**Aim of the task**
Among the entries that follow, find every line with the word "Option" and list it.

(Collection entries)
########################################

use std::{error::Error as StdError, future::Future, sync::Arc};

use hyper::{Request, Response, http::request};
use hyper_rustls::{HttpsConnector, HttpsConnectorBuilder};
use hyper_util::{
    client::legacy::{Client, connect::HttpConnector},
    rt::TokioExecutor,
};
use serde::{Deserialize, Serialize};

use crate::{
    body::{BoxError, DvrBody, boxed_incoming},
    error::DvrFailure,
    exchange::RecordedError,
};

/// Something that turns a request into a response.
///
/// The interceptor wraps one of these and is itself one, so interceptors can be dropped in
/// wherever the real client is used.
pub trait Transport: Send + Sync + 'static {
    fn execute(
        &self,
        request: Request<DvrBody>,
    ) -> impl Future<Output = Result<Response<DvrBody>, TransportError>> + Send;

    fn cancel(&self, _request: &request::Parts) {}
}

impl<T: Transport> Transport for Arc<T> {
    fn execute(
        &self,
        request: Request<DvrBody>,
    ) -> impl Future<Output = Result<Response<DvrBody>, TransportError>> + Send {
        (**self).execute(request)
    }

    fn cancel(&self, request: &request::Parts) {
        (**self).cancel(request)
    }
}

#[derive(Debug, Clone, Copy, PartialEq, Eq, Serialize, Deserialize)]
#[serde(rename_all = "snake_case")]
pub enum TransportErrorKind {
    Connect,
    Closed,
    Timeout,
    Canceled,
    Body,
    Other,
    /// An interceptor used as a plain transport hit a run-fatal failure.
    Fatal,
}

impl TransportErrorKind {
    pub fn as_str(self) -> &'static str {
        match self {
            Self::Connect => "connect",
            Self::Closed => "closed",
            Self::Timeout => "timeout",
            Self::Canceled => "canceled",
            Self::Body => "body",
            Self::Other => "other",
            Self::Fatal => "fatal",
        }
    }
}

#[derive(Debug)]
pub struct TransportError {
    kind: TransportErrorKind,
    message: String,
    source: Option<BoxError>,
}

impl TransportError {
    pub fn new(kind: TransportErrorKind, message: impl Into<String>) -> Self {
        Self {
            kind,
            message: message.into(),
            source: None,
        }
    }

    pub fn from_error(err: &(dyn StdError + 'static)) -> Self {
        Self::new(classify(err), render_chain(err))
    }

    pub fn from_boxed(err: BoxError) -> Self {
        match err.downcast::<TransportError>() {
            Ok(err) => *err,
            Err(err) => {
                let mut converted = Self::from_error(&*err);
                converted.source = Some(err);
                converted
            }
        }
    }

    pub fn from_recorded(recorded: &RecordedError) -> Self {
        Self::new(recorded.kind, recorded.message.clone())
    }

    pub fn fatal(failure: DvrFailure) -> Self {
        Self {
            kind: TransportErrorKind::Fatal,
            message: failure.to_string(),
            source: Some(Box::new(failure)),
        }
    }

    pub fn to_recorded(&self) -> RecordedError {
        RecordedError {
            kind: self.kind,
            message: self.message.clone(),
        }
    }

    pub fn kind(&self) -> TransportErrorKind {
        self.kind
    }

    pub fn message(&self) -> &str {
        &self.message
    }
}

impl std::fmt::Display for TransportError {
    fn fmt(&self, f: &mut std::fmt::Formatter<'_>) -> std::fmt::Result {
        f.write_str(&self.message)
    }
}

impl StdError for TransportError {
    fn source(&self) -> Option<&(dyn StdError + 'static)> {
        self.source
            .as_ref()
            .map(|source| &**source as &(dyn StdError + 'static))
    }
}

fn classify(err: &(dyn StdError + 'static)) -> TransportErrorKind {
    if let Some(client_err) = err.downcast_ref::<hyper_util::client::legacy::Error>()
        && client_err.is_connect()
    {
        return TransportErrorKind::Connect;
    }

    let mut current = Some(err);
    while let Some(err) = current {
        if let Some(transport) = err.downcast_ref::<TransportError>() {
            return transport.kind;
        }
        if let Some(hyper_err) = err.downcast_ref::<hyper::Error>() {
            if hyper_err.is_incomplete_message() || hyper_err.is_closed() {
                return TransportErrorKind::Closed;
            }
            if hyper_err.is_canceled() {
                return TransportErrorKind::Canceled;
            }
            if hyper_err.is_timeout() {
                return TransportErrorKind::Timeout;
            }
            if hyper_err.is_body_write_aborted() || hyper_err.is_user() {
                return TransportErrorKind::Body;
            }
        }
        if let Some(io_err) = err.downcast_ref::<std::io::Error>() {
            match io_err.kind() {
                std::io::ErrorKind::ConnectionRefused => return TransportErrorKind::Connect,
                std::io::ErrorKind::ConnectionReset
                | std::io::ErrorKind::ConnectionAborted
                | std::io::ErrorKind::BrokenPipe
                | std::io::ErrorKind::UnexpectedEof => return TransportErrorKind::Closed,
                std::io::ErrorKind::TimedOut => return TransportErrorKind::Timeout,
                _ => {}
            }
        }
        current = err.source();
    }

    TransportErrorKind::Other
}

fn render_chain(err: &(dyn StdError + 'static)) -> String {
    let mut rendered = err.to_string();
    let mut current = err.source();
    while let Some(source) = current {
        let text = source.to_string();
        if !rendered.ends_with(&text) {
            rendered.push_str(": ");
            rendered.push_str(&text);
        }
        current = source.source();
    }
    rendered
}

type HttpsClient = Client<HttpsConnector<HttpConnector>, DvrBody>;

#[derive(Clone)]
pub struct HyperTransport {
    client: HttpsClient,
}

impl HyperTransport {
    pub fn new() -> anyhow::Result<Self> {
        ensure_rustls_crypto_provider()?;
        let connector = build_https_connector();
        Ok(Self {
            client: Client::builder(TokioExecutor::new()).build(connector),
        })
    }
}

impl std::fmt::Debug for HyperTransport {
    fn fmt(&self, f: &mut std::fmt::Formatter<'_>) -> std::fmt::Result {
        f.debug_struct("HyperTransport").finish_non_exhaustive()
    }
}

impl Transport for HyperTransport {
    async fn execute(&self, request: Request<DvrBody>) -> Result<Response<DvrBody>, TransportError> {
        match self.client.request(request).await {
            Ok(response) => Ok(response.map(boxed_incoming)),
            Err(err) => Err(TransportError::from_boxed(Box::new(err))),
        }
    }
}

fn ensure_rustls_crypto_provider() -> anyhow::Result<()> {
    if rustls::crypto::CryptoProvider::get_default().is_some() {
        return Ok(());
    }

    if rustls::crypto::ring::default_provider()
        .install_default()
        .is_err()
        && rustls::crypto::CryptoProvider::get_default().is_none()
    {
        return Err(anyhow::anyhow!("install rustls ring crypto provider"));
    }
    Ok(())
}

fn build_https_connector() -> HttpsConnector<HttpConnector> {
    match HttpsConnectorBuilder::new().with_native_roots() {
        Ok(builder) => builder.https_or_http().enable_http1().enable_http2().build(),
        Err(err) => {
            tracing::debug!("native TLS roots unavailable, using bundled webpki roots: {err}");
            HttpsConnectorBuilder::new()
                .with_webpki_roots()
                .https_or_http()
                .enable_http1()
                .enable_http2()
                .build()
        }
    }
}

########################################

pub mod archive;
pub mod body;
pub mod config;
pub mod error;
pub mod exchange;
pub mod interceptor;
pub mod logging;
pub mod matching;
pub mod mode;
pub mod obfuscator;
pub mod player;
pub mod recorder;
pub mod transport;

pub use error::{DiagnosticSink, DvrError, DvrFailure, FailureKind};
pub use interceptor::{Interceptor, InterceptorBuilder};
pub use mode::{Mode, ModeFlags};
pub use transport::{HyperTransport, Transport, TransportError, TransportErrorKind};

########################################

**Expected answer**
    source: Option<BoxError>,
    fn source(&self) -> Option<&(dyn StdError + 'static)> {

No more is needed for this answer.